Palantir Technologies: Potential 65% Downside
Among the top echelon of AI stocks facing a potential nosedive is Palantir Technologies, as one Wall Street analyst predicts. Rishi Jaluria from RBC Capital has suggested a grim valuation of $9 per share, signaling a grave 65% drop if proven correct.
While Jaluria acknowledges Palantir’s commendable operating results, he expresses concerns over the sustainability of revenue drawn from deals with special purpose acquisition companies (SPACs). This revenue source being unsustainable paints a worrisome picture going forward.
Despite valid concerns raised by Jaluria, Palantir has distinct competitive advantages. Its flagship Gotham operating segment, catering to government data analysis and mission planning, is a reliable revenue driver. The future, however, rests on the commercial success of its Foundry platform, essential for streamlining business operations.
Despite a record of robust sales growth and unique scalability, Palantir’s high forward P/E ratio of 65 and lofty price-to-sales ratio present challenges, especially in an already inflated market.
Nvidia: Potentially 22% Downside
Another heavyweight in the AI realm that might hit turbulence is Nvidia, the semiconductor giant that has greatly profited from the AI boom. Despite most analysts being extremely bullish on Nvidia, Ross Seymour from Deutsche Bank stands out with a $100 price target post the company’s 10-for-1 stock split, reflecting a potential 22% decline.
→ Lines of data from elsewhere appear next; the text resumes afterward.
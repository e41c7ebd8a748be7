//! Grant lifecycle orchestration.
//!
//! [`GrantLifecycle`] owns the membership registry, the proposals with their
//! votes, the treasury and the sealer. It enforces the ordering rules between
//! them:
//!
//! - an address must join before it can vote
//! - votes are refused once a proposal is finalized
//! - only `finalize` moves a proposal out of Pending, and only a finalized
//!   proposal can have its budget revealed
//!
//! Each proposal is guarded by its own mutex, so votes and finalization on one
//! proposal are linearizable while different proposals proceed in parallel.
//! Every change is appended to the journal before it is applied in memory.

use crate::config::GovernanceConfig;
use crate::error::GovernanceError;
use crate::events::{LifecycleEvent, LifecycleListener};
use crate::membership::{JoinOutcome, Member, MembershipLedger, Tier};
use crate::proposal::{Proposal, ProposalDraft, ProposalId, ProposalStatus};
use crate::query::{ProposalFilter, StatusCounts, VotingRecord};
use crate::treasury::{TransactionType, Treasury};
use crate::voting::{decide, Decision, Vote, VoteBook, VoteChoice, VoteTally};
use cipher_grant_crypto::{RevealAuthorization, Sealer};
use cipher_grant_storage::{Journal, MemoryJournal};
use cipher_grant_types::{Address, Amount, Timestamp};
use parking_lot::{Mutex, RwLock};
use std::collections::BTreeMap;
use std::fmt;
use std::sync::atomic::{AtomicU64, Ordering};
use std::sync::Arc;

struct ProposalSlot {
    proposal: Proposal,
    votes: VoteBook,
}

type SlotRef = Arc<Mutex<ProposalSlot>>;

/// Result of a finalization attempt.
#[derive(Debug, Clone, PartialEq)]
pub struct Finalization {
    pub proposal_id: ProposalId,
    pub decision: Decision,
    pub tally: VoteTally,
    /// Reveal capability, issued only when the proposal reached an end state
    pub authorization: Option<RevealAuthorization>,
}
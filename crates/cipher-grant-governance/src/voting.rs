//! Weighted votes, tallies and the funding decision.
//!
//! A tally is always derived from the stored votes, never kept as a running
//! counter. Each voter holds at most one vote per proposal; a later vote
//! replaces the earlier one.

use crate::config::check_ratio;
use crate::error::GovernanceError;
use crate::proposal::ProposalId;
use cipher_grant_types::{Address, Timestamp};
use serde::{Deserialize, Serialize};
use std::collections::BTreeMap;
use std::fmt;
use std::str::FromStr;

/// Vote choice.
#[derive(Debug, Clone, Copy, PartialEq, Eq, Hash, Serialize, Deserialize)]
#[serde(rename_all = "lowercase")]
pub enum VoteChoice {
    Approve,
    Reject,
}

impl VoteChoice {
    pub fn as_str(&self) -> &'static str {
        match self {
            VoteChoice::Approve => "approve",
            VoteChoice::Reject => "reject",
        }
    }
}

impl fmt::Display for VoteChoice {
    fn fmt(&self, f: &mut fmt::Formatter<'_>) -> fmt::Result {
        f.write_str(self.as_str())
    }
}

impl FromStr for VoteChoice {
    type Err = GovernanceError;

    fn from_str(s: &str) -> Result<Self, Self::Err> {
        match s.trim().to_ascii_lowercase().as_str() {
            "approve" | "yes" | "for" => Ok(VoteChoice::Approve),
            "reject" | "no" | "against" => Ok(VoteChoice::Reject),
            _ => Err(GovernanceError::InvalidChoice(s.to_string())),
        }
    }
}

/// A recorded vote. `weight` is the voter's weight when the vote was cast.
#[derive(Debug, Clone, PartialEq, Serialize, Deserialize)]
pub struct Vote {
    pub proposal_id: ProposalId,
    pub voter: Address,
    pub choice: VoteChoice,
    pub weight: u64,
    pub comment: String,
    pub cast_at: Timestamp,
}

/// Weighted vote totals for one proposal.
#[derive(Debug, Clone, Copy, PartialEq, Eq, Default, Serialize, Deserialize)]
pub struct VoteTally {
    pub approve_weight: u64,
    pub reject_weight: u64,
    pub participant_count: u64,
    /// Weight of every member at the time of tallying
    pub total_eligible_weight: u64,
}

impl VoteTally {
    /// Recompute a tally from a vote set.
    pub fn from_votes<'a, I>(votes: I, total_eligible_weight: u64) -> Self
    where
        I: IntoIterator<Item = &'a Vote>,
    {
        let mut tally = VoteTally {
            total_eligible_weight,
            ..VoteTally::default()
        };
        for vote in votes {
            match vote.choice {
                VoteChoice::Approve => tally.approve_weight += vote.weight,
                VoteChoice::Reject => tally.reject_weight += vote.weight,
            }
            tally.participant_count += 1;
        }
        tally
    }

    pub fn participating_weight(&self) -> u64 {
        self.approve_weight + self.reject_weight
    }

    /// Share of eligible weight that voted. Zero when nobody is eligible.
    pub fn participation(&self) -> f64 {
        if self.total_eligible_weight == 0 {
            return 0.0;
        }
        (self.participating_weight() as f64 / self.total_eligible_weight as f64).min(1.0)
    }

    /// Share of decisive weight in favor, if any weight was cast.
    pub fn approval_ratio(&self) -> Option<f64> {
        let decisive = self.participating_weight();
        if decisive == 0 {
            return None;
        }
        Some(self.approve_weight as f64 / decisive as f64)
    }
}

/// Outcome of applying quorum and threshold to a tally.
#[derive(Debug, Clone, Copy, PartialEq, Eq, Hash, Serialize, Deserialize)]
#[serde(rename_all = "lowercase")]
pub enum Decision {
    Funded,
    Rejected,
    /// Quorum not reached; the proposal stays open
    Undecided,
}

impl fmt::Display for Decision {
    fn fmt(&self, f: &mut fmt::Formatter<'_>) -> fmt::Result {
        let s = match self {
            Decision::Funded => "funded",
            Decision::Rejected => "rejected",
            Decision::Undecided => "undecided",
        };
        f.write_str(s)
    }
}

/// Decide a tally.
///
/// Below quorum the result is `Undecided`. Otherwise the proposal is funded
/// when the approving share of decisive weight reaches `threshold`; a tie,
/// or no decisive weight at all, rejects.
pub fn decide(tally: &VoteTally, quorum: f64, threshold: f64) -> Result<Decision, GovernanceError> {
    check_ratio("quorum", quorum)?;
    check_ratio("threshold", threshold)?;

    if tally.participation() < quorum {
        return Ok(Decision::Undecided);
    }

    let decision = match tally.approval_ratio() {
        None => Decision::Rejected,
        Some(_) if tally.approve_weight == tally.reject_weight => Decision::Rejected,
        Some(ratio) if ratio >= threshold => Decision::Funded,
        Some(_) => Decision::Rejected,
    };
    Ok(decision)
}

/// Votes on a single proposal, one per voter.
#[derive(Debug, Clone, Default, PartialEq)]
pub struct VoteBook {
    votes: BTreeMap<Address, Vote>,
}

impl VoteBook {
    pub fn new() -> Self {
        Self::default()
    }

    /// Record `vote`, returning the vote it replaced.
    pub fn cast(&mut self, vote: Vote) -> Option<Vote> {
        self.votes.insert(vote.voter, vote)
    }

    pub fn get(&self, voter: &Address) -> Option<&Vote> {
        self.votes.get(voter)
    }

    pub fn iter(&self) -> impl Iterator<Item = &Vote> {
        self.votes.values()
    }

    pub fn tally(&self, total_eligible_weight: u64) -> VoteTally {
        VoteTally::from_votes(self.votes.values(), total_eligible_weight)
    }

    pub fn len(&self) -> usize {
        self.votes.len()
    }

    pub fn is_empty(&self) -> bool {
        self.votes.is_empty()
    }
}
Nvidia’s growth trajectory has been impeccable, with its H100 GPU dominating AI-accelerated data centers. Its GPUs claimed a whopping 98% share of the 3.85 million AI-GPUs shipped last year, a remarkable feat in the industry.
Conclusion
As the AI revolution unfolds, the risks and rewards of investing in leading AI stocks remain palpable. While these stocks have tremendous potential, looming downside risks highlighted by select Wall Street analysts accentuate the need for caution and due diligence in navigating the volatile market terrain.